Odstęp między zastępami ratowniczymi, przebierającymi zasypane wyrobisko z dwóch stron, wynosi obecnie ok. 60 metrów, wobec 62 metrów rano. Zastępom pracującym z drugiej strony chodnika nie udało się zrobić znaczącego postępu. Drogę zagrodził im bardzo twardy występ skalny, a pracę dodatkowo utrudniła zgromadzona w wyrobisku woda. Trzeba było przygotować prowizoryczny system odwodnienia. Na dół sprowadzono też i przygotowano do użycia młot hydrauliczny do rozkruszenia skały.

Warunki panujące 1030 metrów pod ziemią nadal nie pozwalają na użycie sprzętu mechanicznego, wobec zagrożenia metanowego; jakakolwiek iskra mogłaby spowodować np. zapalenie tego gazu. Jak powiedział rzecznik, w wyniku przewietrzania wyrobiska stężenia metanu unormowały się jednak na tyle, że będzie można użyć młota hydraulicznego, a ratownicy mogą pracować bez aparatów tlenowych. Rumowisko jest przebierane ręcznie, a węgiel i skały wynosi się w workach.

Prowadzący akcję nadal nie są w stanie ocenić, ile zajmie im spenetrowanie zasypanej części wyrobiska. Jest tam bardzo wąsko, a posuwanie się naprzód utrudniają zalegające w chodniku elementy jego obudowy i urządzeń. W sytuacji, gdy podczas jednej zmiany ratownicy posuwają się tylko kilka metrów do przodu, akcja może potrwać jeszcze kilka dni. Szanse górnika na przeżycie maleją, choć - jak mówią ratownicy -dopóki trwa akcja, jest nadzieja.

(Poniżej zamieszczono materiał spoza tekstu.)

mod driver;
mod session;
mod state;
mod timing;

pub use driver::RunDriver;
pub use session::{RunEvent, RunReport, RunSession, Suspension};
pub use state::{
    check_landing, LossReason, RunId, RunOutcome, RunState, RunStatus, Snapshot,
    FALLBACK_LOSS_MESSAGE, WIN_MESSAGE,
};
pub use timing::{
    RunTiming, DEFAULT_ARRIVAL_FRACTION, DEFAULT_POST_RUN_SETTLE, DEFAULT_RESET_DELAY,
    DEFAULT_STEP_DURATION,
};
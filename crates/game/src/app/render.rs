use engine::{CellType, GridPos, Level, RunEvent, RunOutcome, RunStatus, Snapshot};

const VOID_GLYPH: char = ' ';
const PATH_GLYPH: char = '.';
const START_GLYPH: char = 'S';
const GOAL_GLYPH: char = '*';
const COLLECTED_GLYPH: char = 'o';
const WALL_GLYPH: char = '#';

/// Draws the level with the bot as an arrow. Collected goals turn into `o`.
pub(crate) fn render_board(level: &Level, snapshot: &Snapshot) -> String {
    let grid = level.grid();
    let mut output = String::new();
    for z in 0..grid.depth() as i32 {
        let row = (0..grid.width() as i32)
            .map(|x| {
                let pos = GridPos::new(x, z);
                if pos == snapshot.position {
                    return snapshot.direction.arrow();
                }
                match grid.get(pos) {
                    Some(CellType::Path) => PATH_GLYPH,
                    Some(CellType::Start) => START_GLYPH,
                    Some(CellType::Goal) if snapshot.collected.contains(&pos) => COLLECTED_GLYPH,
                    Some(CellType::Goal) => GOAL_GLYPH,
                    Some(CellType::Wall) => WALL_GLYPH,
                    Some(CellType::Void) | None => VOID_GLYPH,
                }
            })
            .collect::<String>();
        output.push_str(row.trim_end());
        output.push('\n');
    }
    output
}

/// One status line per event; `None` for events with nothing new to say.
pub(crate) fn describe_event(event: &RunEvent, goal_count: usize) -> Option<String> {
    match event {
        RunEvent::Started(snapshot) => Some(format!(
            "run {} started at {} facing {}",
            snapshot.run_id.0, snapshot.position, snapshot.direction
        )),
        RunEvent::Committed {
            index,
            instruction,
            snapshot,
        } => {
            let mut line = format!(
                "{:>2}. {:<10} -> {} facing {}",
                index + 1,
                instruction.token(),
                snapshot.position,
                snapshot.direction
            );
            if snapshot.is_jumping {
                line.push_str(" (airborne)");
            }
            Some(line)
        }
        RunEvent::Settled {
            collected: Some(pos),
            snapshot,
            ..
        } => Some(format!(
            "    goal collected at {pos} ({}/{goal_count})",
            snapshot.collected.len()
        )),
        RunEvent::Settled {
            collected: None, ..
        }
        | RunEvent::Completed(_) => None,
        RunEvent::Finished { outcome, .. } => Some(describe_outcome(outcome)),
    }
}

pub(crate) fn describe_outcome(outcome: &RunOutcome) -> String {
    let label = match outcome.status {
        RunStatus::Won => "WON",
        RunStatus::Lost => "LOST",
        RunStatus::Running => "RUNNING",
        RunStatus::Idle => "IDLE",
    };
    format!("{label}: {}", outcome.message())
}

Wyrobiska 1030 metrów pod ziemią zostały zasypane po dwóch wstrząsach górotworu, do których doszło w środę późnym popołudniem. Drugi z nich spowodował tąpnięcie, czyli zjawisko gwałtownego wyładowania się ogromnej energii nagromadzonej w górotworze, otaczającym podziemne wyrobiska. Po pierwszym wstrząsie z zagrożonego rejonu bezpiecznie wycofano 30 pracujących tam górników. Po drugim ranny został sztygar zmianowy (ma m.in. złamaną nogę i ogólne potłuczenia), a 30-letni specjalista metanometrii został uwięziony. (PAP)

mab/ itm/

wiadomości
pap
Oceń jakość naszego artykułu:
Twoja opinia pozwala nam tworzyć lepsze treści.
Źródło:
PAP
KOMENTARZE
(0)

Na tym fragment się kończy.